**Exercise data**
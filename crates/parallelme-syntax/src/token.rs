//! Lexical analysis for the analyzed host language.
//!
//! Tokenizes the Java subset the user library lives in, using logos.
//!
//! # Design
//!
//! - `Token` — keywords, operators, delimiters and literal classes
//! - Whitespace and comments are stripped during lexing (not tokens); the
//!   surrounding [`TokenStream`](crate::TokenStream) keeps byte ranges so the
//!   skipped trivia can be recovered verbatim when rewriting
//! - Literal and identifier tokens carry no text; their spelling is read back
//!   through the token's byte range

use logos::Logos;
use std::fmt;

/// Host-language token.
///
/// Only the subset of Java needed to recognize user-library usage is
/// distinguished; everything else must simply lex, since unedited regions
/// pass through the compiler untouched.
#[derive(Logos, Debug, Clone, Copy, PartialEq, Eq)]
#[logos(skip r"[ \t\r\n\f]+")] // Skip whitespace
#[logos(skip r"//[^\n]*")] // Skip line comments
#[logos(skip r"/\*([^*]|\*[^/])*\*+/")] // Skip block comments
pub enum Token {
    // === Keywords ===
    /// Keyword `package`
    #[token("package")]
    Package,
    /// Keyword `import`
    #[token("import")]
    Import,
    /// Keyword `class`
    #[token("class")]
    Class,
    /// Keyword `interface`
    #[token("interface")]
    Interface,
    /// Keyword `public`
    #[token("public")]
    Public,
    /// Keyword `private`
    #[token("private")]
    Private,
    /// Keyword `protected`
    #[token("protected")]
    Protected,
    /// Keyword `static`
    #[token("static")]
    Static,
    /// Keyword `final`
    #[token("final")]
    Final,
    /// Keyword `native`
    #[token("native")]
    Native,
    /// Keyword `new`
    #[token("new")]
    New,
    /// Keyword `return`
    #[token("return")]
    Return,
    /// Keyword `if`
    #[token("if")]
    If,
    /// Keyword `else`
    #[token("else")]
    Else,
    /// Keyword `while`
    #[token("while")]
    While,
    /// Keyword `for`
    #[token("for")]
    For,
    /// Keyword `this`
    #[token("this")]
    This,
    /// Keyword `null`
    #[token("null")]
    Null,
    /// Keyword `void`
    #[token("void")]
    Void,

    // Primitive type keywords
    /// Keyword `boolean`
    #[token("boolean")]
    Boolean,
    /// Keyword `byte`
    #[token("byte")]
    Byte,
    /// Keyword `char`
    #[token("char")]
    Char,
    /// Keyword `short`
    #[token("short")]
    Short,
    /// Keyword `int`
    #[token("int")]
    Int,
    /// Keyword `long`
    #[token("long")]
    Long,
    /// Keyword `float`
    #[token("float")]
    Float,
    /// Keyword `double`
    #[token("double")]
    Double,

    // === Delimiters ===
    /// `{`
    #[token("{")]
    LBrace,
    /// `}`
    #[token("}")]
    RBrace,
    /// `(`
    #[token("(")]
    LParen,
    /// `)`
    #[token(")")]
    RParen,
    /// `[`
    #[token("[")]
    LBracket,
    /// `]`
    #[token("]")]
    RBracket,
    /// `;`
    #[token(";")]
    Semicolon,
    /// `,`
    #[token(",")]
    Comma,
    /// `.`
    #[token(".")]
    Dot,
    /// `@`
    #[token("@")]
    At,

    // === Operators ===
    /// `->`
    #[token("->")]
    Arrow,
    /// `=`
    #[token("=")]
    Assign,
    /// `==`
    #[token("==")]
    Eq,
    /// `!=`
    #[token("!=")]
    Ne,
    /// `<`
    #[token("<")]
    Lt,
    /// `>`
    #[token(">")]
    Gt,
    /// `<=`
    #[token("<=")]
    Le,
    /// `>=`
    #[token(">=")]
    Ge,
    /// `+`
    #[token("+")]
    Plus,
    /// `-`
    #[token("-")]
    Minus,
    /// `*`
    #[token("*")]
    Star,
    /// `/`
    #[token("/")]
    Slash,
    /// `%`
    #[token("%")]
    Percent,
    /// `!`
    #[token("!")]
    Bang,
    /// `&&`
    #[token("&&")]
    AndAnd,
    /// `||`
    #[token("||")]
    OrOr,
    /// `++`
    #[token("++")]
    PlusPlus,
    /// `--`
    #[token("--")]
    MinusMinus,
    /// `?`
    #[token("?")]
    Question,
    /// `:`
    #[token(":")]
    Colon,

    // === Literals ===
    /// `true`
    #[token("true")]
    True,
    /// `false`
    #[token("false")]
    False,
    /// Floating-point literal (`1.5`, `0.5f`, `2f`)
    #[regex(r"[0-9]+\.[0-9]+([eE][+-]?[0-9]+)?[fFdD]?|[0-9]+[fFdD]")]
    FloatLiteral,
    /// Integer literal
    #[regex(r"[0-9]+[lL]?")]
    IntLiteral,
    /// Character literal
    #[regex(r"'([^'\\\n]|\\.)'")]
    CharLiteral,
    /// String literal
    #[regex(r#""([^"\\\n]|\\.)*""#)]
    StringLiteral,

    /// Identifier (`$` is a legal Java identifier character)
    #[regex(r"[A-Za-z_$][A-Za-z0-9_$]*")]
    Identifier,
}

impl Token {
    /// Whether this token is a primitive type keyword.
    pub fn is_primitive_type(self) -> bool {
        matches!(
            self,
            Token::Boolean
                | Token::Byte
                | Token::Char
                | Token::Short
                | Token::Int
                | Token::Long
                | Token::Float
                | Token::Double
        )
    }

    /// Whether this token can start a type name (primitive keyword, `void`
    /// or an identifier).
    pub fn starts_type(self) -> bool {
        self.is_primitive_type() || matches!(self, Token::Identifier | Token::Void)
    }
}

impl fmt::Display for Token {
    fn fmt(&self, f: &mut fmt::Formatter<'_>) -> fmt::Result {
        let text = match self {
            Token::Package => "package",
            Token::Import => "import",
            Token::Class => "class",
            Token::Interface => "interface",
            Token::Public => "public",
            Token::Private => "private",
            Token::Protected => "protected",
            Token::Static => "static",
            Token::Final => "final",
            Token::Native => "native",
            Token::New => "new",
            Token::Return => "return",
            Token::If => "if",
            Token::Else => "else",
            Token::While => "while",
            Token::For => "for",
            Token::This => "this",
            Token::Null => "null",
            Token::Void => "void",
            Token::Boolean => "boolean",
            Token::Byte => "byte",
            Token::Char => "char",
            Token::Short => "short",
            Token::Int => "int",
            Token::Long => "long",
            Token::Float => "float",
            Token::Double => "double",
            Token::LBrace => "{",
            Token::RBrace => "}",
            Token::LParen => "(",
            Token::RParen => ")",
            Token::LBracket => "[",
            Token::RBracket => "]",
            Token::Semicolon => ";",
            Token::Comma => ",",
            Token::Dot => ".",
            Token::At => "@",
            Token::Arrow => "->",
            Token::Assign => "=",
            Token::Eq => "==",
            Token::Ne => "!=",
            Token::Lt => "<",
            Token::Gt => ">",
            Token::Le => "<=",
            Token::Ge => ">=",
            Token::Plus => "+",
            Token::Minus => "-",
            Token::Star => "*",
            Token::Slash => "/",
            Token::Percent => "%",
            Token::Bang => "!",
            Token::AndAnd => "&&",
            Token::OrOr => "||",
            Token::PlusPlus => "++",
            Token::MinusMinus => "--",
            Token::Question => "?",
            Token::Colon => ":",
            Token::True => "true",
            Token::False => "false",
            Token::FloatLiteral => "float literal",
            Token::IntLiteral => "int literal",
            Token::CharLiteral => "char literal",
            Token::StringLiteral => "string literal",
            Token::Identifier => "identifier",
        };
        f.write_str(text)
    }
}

**What you need to do**
Transcribe each record shown above, exactly.

**Result of this exercise**
filename crates/parallelme-syntax/src/token.rs
//! Lexical analysis for the analyzed host language.
//!
//! Tokenizes the Java subset the user library lives in, using logos.
//!
//! # Design
//!
//! - `Token` — keywords, operators, delimiters and literal classes
//! - Whitespace and comments are stripped during lexing (not tokens); the
//!   surrounding [`TokenStream`](crate::TokenStream) keeps byte ranges so the
//!   skipped trivia can be recovered verbatim when rewriting
//! - Literal and identifier tokens carry no text; their spelling is read back
//!   through the token's byte range

use logos::Logos;
use std::fmt;

/// Host-language token.
///
/// Only the subset of Java needed to recognize user-library usage is
/// distinguished; everything else must simply lex, since unedited regions
/// pass through the compiler untouched.
#[derive(Logos, Debug, Clone, Copy, PartialEq, Eq)]
#[logos(skip r"[ \t\r\n\f]+")] // Skip whitespace
#[logos(skip r"//[^\n]*")] // Skip line comments
#[logos(skip r"/\*([^*]|\*[^/])*\*+/")] // Skip block comments
pub enum Token {
    // === Keywords ===
    /// Keyword `package`
    #[token("package")]
    Package,
    /// Keyword `import`
    #[token("import")]
    Import,
    /// Keyword `class`
    #[token("class")]
    Class,
    /// Keyword `interface`
    #[token("interface")]
    Interface,
    /// Keyword `public`
    #[token("public")]
    Public,
    /// Keyword `private`
    #[token("private")]
    Private,
    /// Keyword `protected`
    #[token("protected")]
    Protected,
    /// Keyword `static`
    #[token("static")]
    Static,
    /// Keyword `final`
    #[token("final")]
    Final,
    /// Keyword `native`
    #[token("native")]
    Native,
    /// Keyword `new`
    #[token("new")]
    New,
    /// Keyword `return`
    #[token("return")]
    Return,
    /// Keyword `if`
    #[token("if")]
    If,
    /// Keyword `else`
    #[token("else")]
    Else,
    /// Keyword `while`
    #[token("while")]
    While,
    /// Keyword `for`
    #[token("for")]
    For,
    /// Keyword `this`
    #[token("this")]
    This,
    /// Keyword `null`
    #[token("null")]
    Null,
    /// Keyword `void`
    #[token("void")]
    Void,

    // Primitive type keywords
    /// Keyword `boolean`
    #[token("boolean")]
    Boolean,
    /// Keyword `byte`
    #[token("byte")]
    Byte,
    /// Keyword `char`
    #[token("char")]
    Char,
    /// Keyword `short`
    #[token("short")]
    Short,
    /// Keyword `int`
    #[token("int")]
    Int,
    /// Keyword `long`
    #[token("long")]
    Long,
    /// Keyword `float`
    #[token("float")]
    Float,
    /// Keyword `double`
    #[token("double")]
    Double,

    // === Delimiters ===
    /// `{`
    #[token("{")]
    LBrace,
    /// `}`
    #[token("}")]
    RBrace,
    /// `(`
    #[token("(")]
    LParen,
    /// `)`
    #[token(")")]
    RParen,
    /// `[`
    #[token("[")]
    LBracket,
    /// `]`
    #[token("]")]
    RBracket,
    /// `;`
    #[token(";")]
    Semicolon,
    /// `,`
    #[token(",")]
    Comma,
    /// `.`
    #[token(".")]
    Dot,
    /// `@`
    #[token("@")]
    At,

    // === Operators ===
    /// `->`
    #[token("->")]
    Arrow,
    /// `=`
    #[token("=")]
    Assign,
    /// `==`
    #[token("==")]
    Eq,
    /// `!=`
    #[token("!=")]
    Ne,
    /// `<`
    #[token("<")]
    Lt,
    /// `>`
    #[token(">")]
    Gt,
    /// `<=`
    #[token("<=")]
    Le,
    /// `>=`
    #[token(">=")]
    Ge,
    /// `+`
    #[token("+")]
    Plus,
    /// `-`
    #[token("-")]
    Minus,
    /// `*`
    #[token("*")]
    Star,
    /// `/`
    #[token("/")]
    Slash,
    /// `%`
    #[token("%")]
    Percent,
    /// `!`
    #[token("!")]
    Bang,
    /// `&&`
    #[token("&&")]
    AndAnd,
    /// `||`
    #[token("||")]
    OrOr,
    /// `++`
    #[token("++")]
    PlusPlus,
    /// `--`
    #[token("--")]
    MinusMinus,
    /// `?`
    #[token("?")]
    Question,
    /// `:`
    #[token(":")]
    Colon,

    // === Literals ===
    /// `true`
    #[token("true")]
    True,
    /// `false`
    #[token("false")]
    False,
    /// Floating-point literal (`1.5`, `0.5f`, `2f`)
    #[regex(r"[0-9]+\.[0-9]+([eE][+-]?[0-9]+)?[fFdD]?|[0-9]+[fFdD]")]
    FloatLiteral,
    /// Integer literal
    #[regex(r"[0-9]+[lL]?")]
    IntLiteral,
    /// Character literal
    #[regex(r"'([^'\\\n]|\\.)'")]
    CharLiteral,
    /// String literal
    #[regex(r#""([^"\\\n]|\\.)*""#)]
    StringLiteral,

    /// Identifier (`$` is a legal Java identifier character)
    #[regex(r"[A-Za-z_$][A-Za-z0-9_$]*")]
    Identifier,
}

impl Token {
    /// Whether this token is a primitive type keyword.
    pub fn is_primitive_type(self) -> bool {
        matches!(
            self,
            Token::Boolean
                | Token::Byte
                | Token::Char
                | Token::Short
                | Token::Int
                | Token::Long
                | Token::Float
                | Token::Double
        )
    }

    /// Whether this token can start a type name (primitive keyword, `void`
    /// or an identifier).
    pub fn starts_type(self) -> bool {
        self.is_primitive_type() || matches!(self, Token::Identifier | Token::Void)
    }
}

impl fmt::Display for Token {
    fn fmt(&self, f: &mut fmt::Formatter<'_>) -> fmt::Result {
        let text = match self {
            Token::Package => "package",
            Token::Import => "import",
            Token::Class => "class",
            Token::Interface => "interface",
            Token::Public => "public",
            Token::Private => "private",
            Token::Protected => "protected",
            Token::Static => "static",
            Token::Final => "final",
            Token::Native => "native",
            Token::New => "new",
            Token::Return => "return",
            Token::If => "if",
            Token::Else => "else",
            Token::While => "while",
            Token::For => "for",
            Token::This => "this",
            Token::Null => "null",
            Token::Void => "void",
            Token::Boolean => "boolean",
            Token::Byte => "byte",
            Token::Char => "char",
            Token::Short => "short",
            Token::Int => "int",
            Token::Long => "long",
            Token::Float => "float",
            Token::Double => "double",
            Token::LBrace => "{",
            Token::RBrace => "}",
            Token::LParen => "(",
            Token::RParen => ")",
            Token::LBracket => "[",
            Token::RBracket => "]",
            Token::Semicolon => ";",
            Token::Comma => ",",
            Token::Dot => ".",
            Token::At => "@",
            Token::Arrow => "->",
            Token::Assign => "=",
            Token::Eq => "==",
            Token::Ne => "!=",
            Token::Lt => "<",
            Token::Gt => ">",
            Token::Le => "<=",
            Token::Ge => ">=",
            Token::Plus => "+",
            Token::Minus => "-",
            Token::Star => "*",
            Token::Slash => "/",
            Token::Percent => "%",
            Token::Bang => "!",
            Token::AndAnd => "&&",
            Token::OrOr => "||",
            Token::PlusPlus => "++",
            Token::MinusMinus => "--",
            Token::Question => "?",
            Token::Colon => ":",
            Token::True => "true",
            Token::False => "false",
            Token::FloatLiteral => "float literal",
            Token::IntLiteral => "int literal",
            Token::CharLiteral => "char literal",
            Token::StringLiteral => "string literal",
            Token::Identifier => "identifier",
        };
        f.write_str(text)
    }
}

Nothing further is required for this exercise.